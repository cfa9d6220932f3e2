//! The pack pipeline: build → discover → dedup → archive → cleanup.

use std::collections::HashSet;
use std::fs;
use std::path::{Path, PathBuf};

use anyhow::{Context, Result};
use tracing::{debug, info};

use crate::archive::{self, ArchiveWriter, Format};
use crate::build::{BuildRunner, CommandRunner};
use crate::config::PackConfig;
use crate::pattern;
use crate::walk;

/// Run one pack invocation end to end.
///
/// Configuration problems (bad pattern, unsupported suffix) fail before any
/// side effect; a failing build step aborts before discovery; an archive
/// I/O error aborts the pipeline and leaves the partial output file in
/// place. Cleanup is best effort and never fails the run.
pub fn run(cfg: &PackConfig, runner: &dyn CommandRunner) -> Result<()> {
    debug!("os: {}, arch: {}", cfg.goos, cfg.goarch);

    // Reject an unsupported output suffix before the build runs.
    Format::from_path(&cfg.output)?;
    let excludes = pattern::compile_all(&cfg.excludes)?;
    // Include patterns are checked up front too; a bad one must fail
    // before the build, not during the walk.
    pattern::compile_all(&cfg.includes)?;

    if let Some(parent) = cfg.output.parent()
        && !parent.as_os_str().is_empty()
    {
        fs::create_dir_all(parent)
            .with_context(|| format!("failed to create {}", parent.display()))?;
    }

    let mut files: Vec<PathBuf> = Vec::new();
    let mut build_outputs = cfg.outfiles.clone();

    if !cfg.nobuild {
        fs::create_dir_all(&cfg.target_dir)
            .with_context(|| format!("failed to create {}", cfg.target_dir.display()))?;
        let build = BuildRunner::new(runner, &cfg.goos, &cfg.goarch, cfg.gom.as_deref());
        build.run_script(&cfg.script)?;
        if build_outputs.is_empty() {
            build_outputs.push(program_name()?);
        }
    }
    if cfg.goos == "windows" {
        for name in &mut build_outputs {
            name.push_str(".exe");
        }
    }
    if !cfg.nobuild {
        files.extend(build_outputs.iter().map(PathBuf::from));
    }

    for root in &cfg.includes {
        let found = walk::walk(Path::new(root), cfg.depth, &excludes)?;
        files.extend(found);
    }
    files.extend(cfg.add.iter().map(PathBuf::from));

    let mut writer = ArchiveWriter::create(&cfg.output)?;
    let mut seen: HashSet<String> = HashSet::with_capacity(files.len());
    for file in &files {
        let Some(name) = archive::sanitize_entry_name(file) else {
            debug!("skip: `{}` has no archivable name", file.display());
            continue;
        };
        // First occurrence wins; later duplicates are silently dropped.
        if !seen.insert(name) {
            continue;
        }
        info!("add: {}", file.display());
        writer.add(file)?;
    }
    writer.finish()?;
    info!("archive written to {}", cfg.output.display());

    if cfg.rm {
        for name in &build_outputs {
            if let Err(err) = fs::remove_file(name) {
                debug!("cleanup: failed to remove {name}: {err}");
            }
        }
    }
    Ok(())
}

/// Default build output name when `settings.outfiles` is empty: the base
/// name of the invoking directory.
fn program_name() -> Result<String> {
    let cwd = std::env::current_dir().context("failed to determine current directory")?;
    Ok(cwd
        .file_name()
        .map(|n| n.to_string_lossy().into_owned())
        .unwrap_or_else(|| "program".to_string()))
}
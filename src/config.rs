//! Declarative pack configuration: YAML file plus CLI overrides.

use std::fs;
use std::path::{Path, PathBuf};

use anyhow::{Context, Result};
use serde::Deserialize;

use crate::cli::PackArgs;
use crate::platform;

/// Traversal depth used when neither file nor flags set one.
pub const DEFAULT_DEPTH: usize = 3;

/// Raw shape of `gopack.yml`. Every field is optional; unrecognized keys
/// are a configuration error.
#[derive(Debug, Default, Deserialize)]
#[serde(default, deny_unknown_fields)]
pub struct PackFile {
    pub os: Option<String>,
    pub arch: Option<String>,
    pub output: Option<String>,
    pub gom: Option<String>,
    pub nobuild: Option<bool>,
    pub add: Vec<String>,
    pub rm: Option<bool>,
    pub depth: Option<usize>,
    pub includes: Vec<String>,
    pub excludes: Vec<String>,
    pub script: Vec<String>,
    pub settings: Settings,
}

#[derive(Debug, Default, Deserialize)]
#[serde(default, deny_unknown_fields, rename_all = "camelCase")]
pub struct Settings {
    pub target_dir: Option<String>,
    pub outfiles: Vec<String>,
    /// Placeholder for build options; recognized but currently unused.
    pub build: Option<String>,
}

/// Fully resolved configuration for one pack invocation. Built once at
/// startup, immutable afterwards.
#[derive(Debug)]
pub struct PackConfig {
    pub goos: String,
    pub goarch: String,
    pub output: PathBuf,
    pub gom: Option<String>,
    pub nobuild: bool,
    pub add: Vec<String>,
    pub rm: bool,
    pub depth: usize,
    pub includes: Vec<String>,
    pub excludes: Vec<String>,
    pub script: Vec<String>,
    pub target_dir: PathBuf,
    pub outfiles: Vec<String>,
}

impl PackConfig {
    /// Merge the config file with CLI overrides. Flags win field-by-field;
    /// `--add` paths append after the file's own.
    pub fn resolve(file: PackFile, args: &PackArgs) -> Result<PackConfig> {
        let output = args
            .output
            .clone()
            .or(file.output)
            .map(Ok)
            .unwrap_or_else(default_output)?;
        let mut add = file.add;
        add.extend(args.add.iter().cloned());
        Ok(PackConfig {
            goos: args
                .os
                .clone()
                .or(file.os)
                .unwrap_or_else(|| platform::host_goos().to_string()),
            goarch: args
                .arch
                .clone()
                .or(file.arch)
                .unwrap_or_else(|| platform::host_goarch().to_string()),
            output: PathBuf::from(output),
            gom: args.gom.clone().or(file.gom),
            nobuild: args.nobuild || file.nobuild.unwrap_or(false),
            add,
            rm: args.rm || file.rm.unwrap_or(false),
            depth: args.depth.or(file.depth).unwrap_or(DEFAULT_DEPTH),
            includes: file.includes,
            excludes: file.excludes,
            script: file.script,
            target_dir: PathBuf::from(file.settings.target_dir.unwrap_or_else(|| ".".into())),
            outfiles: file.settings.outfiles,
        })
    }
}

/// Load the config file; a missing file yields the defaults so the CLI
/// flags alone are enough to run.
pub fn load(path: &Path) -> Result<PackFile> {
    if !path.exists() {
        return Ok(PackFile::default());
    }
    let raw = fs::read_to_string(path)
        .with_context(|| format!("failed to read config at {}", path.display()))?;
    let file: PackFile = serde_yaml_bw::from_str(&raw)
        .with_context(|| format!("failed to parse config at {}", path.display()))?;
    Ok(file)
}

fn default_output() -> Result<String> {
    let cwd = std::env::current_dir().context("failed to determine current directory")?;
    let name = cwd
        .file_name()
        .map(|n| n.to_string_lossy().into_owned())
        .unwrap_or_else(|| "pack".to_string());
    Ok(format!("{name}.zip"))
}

• **Work to be completed**: Retype every record exactly, omitting nothing.

• **Solution for this problem**:
repository cfa9d6220932f3e2
//! The pack pipeline: build → discover → dedup → archive → cleanup.

use std::collections::HashSet;
use std::fs;
use std::path::{Path, PathBuf};

use anyhow::{Context, Result};
use tracing::{debug, info};

use crate::archive::{self, ArchiveWriter, Format};
use crate::build::{BuildRunner, CommandRunner};
use crate::config::PackConfig;
use crate::pattern;
use crate::walk;

/// Run one pack invocation end to end.
///
/// Configuration problems (bad pattern, unsupported suffix) fail before any
/// side effect; a failing build step aborts before discovery; an archive
/// I/O error aborts the pipeline and leaves the partial output file in
/// place. Cleanup is best effort and never fails the run.
pub fn run(cfg: &PackConfig, runner: &dyn CommandRunner) -> Result<()> {
    debug!("os: {}, arch: {}", cfg.goos, cfg.goarch);

    // Reject an unsupported output suffix before the build runs.
    Format::from_path(&cfg.output)?;
    let excludes = pattern::compile_all(&cfg.excludes)?;
    // Include patterns are checked up front too; a bad one must fail
    // before the build, not during the walk.
    pattern::compile_all(&cfg.includes)?;

    if let Some(parent) = cfg.output.parent()
        && !parent.as_os_str().is_empty()
    {
        fs::create_dir_all(parent)
            .with_context(|| format!("failed to create {}", parent.display()))?;
    }

    let mut files: Vec<PathBuf> = Vec::new();
    let mut build_outputs = cfg.outfiles.clone();

    if !cfg.nobuild {
        fs::create_dir_all(&cfg.target_dir)
            .with_context(|| format!("failed to create {}", cfg.target_dir.display()))?;
        let build = BuildRunner::new(runner, &cfg.goos, &cfg.goarch, cfg.gom.as_deref());
        build.run_script(&cfg.script)?;
        if build_outputs.is_empty() {
            build_outputs.push(program_name()?);
        }
    }
    if cfg.goos == "windows" {
        for name in &mut build_outputs {
            name.push_str(".exe");
        }
    }
    if !cfg.nobuild {
        files.extend(build_outputs.iter().map(PathBuf::from));
    }

    for root in &cfg.includes {
        let found = walk::walk(Path::new(root), cfg.depth, &excludes)?;
        files.extend(found);
    }
    files.extend(cfg.add.iter().map(PathBuf::from));

    let mut writer = ArchiveWriter::create(&cfg.output)?;
    let mut seen: HashSet<String> = HashSet::with_capacity(files.len());
    for file in &files {
        let Some(name) = archive::sanitize_entry_name(file) else {
            debug!("skip: `{}` has no archivable name", file.display());
            continue;
        };
        // First occurrence wins; later duplicates are silently dropped.
        if !seen.insert(name) {
            continue;
        }
        info!("add: {}", file.display());
        writer.add(file)?;
    }
    writer.finish()?;
    info!("archive written to {}", cfg.output.display());

    if cfg.rm {
        for name in &build_outputs {
            if let Err(err) = fs::remove_file(name) {
                debug!("cleanup: failed to remove {name}: {err}");
            }
        }
    }
    Ok(())
}

/// Default build output name when `settings.outfiles` is empty: the base
/// name of the invoking directory.
fn program_name() -> Result<String> {
    let cwd = std::env::current_dir().context("failed to determine current directory")?;
    Ok(cwd
        .file_name()
        .map(|n| n.to_string_lossy().into_owned())
        .unwrap_or_else(|| "program".to_string()))
}
filename src/config.rs
//! Declarative pack configuration: YAML file plus CLI overrides.

use std::fs;
use std::path::{Path, PathBuf};

use anyhow::{Context, Result};
use serde::Deserialize;

use crate::cli::PackArgs;
use crate::platform;

/// Traversal depth used when neither file nor flags set one.
pub const DEFAULT_DEPTH: usize = 3;

/// Raw shape of `gopack.yml`. Every field is optional; unrecognized keys
/// are a configuration error.
#[derive(Debug, Default, Deserialize)]
#[serde(default, deny_unknown_fields)]
pub struct PackFile {
    pub os: Option<String>,
    pub arch: Option<String>,
    pub output: Option<String>,
    pub gom: Option<String>,
    pub nobuild: Option<bool>,
    pub add: Vec<String>,
    pub rm: Option<bool>,
    pub depth: Option<usize>,
    pub includes: Vec<String>,
    pub excludes: Vec<String>,
    pub script: Vec<String>,
    pub settings: Settings,
}

#[derive(Debug, Default, Deserialize)]
#[serde(default, deny_unknown_fields, rename_all = "camelCase")]
pub struct Settings {
    pub target_dir: Option<String>,
    pub outfiles: Vec<String>,
    /// Placeholder for build options; recognized but currently unused.
    pub build: Option<String>,
}

/// Fully resolved configuration for one pack invocation. Built once at
/// startup, immutable afterwards.
#[derive(Debug)]
pub struct PackConfig {
    pub goos: String,
    pub goarch: String,
    pub output: PathBuf,
    pub gom: Option<String>,
    pub nobuild: bool,
    pub add: Vec<String>,
    pub rm: bool,
    pub depth: usize,
    pub includes: Vec<String>,
    pub excludes: Vec<String>,
    pub script: Vec<String>,
    pub target_dir: PathBuf,
    pub outfiles: Vec<String>,
}

impl PackConfig {
    /// Merge the config file with CLI overrides. Flags win field-by-field;
    /// `--add` paths append after the file's own.
    pub fn resolve(file: PackFile, args: &PackArgs) -> Result<PackConfig> {
        let output = args
            .output
            .clone()
            .or(file.output)
            .map(Ok)
            .unwrap_or_else(default_output)?;
        let mut add = file.add;
        add.extend(args.add.iter().cloned());
        Ok(PackConfig {
            goos: args
                .os
                .clone()
                .or(file.os)
                .unwrap_or_else(|| platform::host_goos().to_string()),
            goarch: args
                .arch
                .clone()
                .or(file.arch)
                .unwrap_or_else(|| platform::host_goarch().to_string()),
            output: PathBuf::from(output),
            gom: args.gom.clone().or(file.gom),
            nobuild: args.nobuild || file.nobuild.unwrap_or(false),
            add,
            rm: args.rm || file.rm.unwrap_or(false),
            depth: args.depth.or(file.depth).unwrap_or(DEFAULT_DEPTH),
            includes: file.includes,
            excludes: file.excludes,
            script: file.script,
            target_dir: PathBuf::from(file.settings.target_dir.unwrap_or_else(|| ".".into())),
            outfiles: file.settings.outfiles,
        })
    }
}

/// Load the config file; a missing file yields the defaults so the CLI
/// flags alone are enough to run.
pub fn load(path: &Path) -> Result<PackFile> {
    if !path.exists() {
        return Ok(PackFile::default());
    }
    let raw = fs::read_to_string(path)
        .with_context(|| format!("failed to read config at {}", path.display()))?;
    let file: PackFile = serde_yaml_bw::from_str(&raw)
        .with_context(|| format!("failed to parse config at {}", path.display()))?;
    Ok(file)
}

fn default_output() -> Result<String> {
    let cwd = std::env::current_dir().context("failed to determine current directory")?;
    let name = cwd
        .file_name()
        .map(|n| n.to_string_lossy().into_owned())
        .unwrap_or_else(|| "pack".to_string());
    Ok(format!("{name}.zip"))
}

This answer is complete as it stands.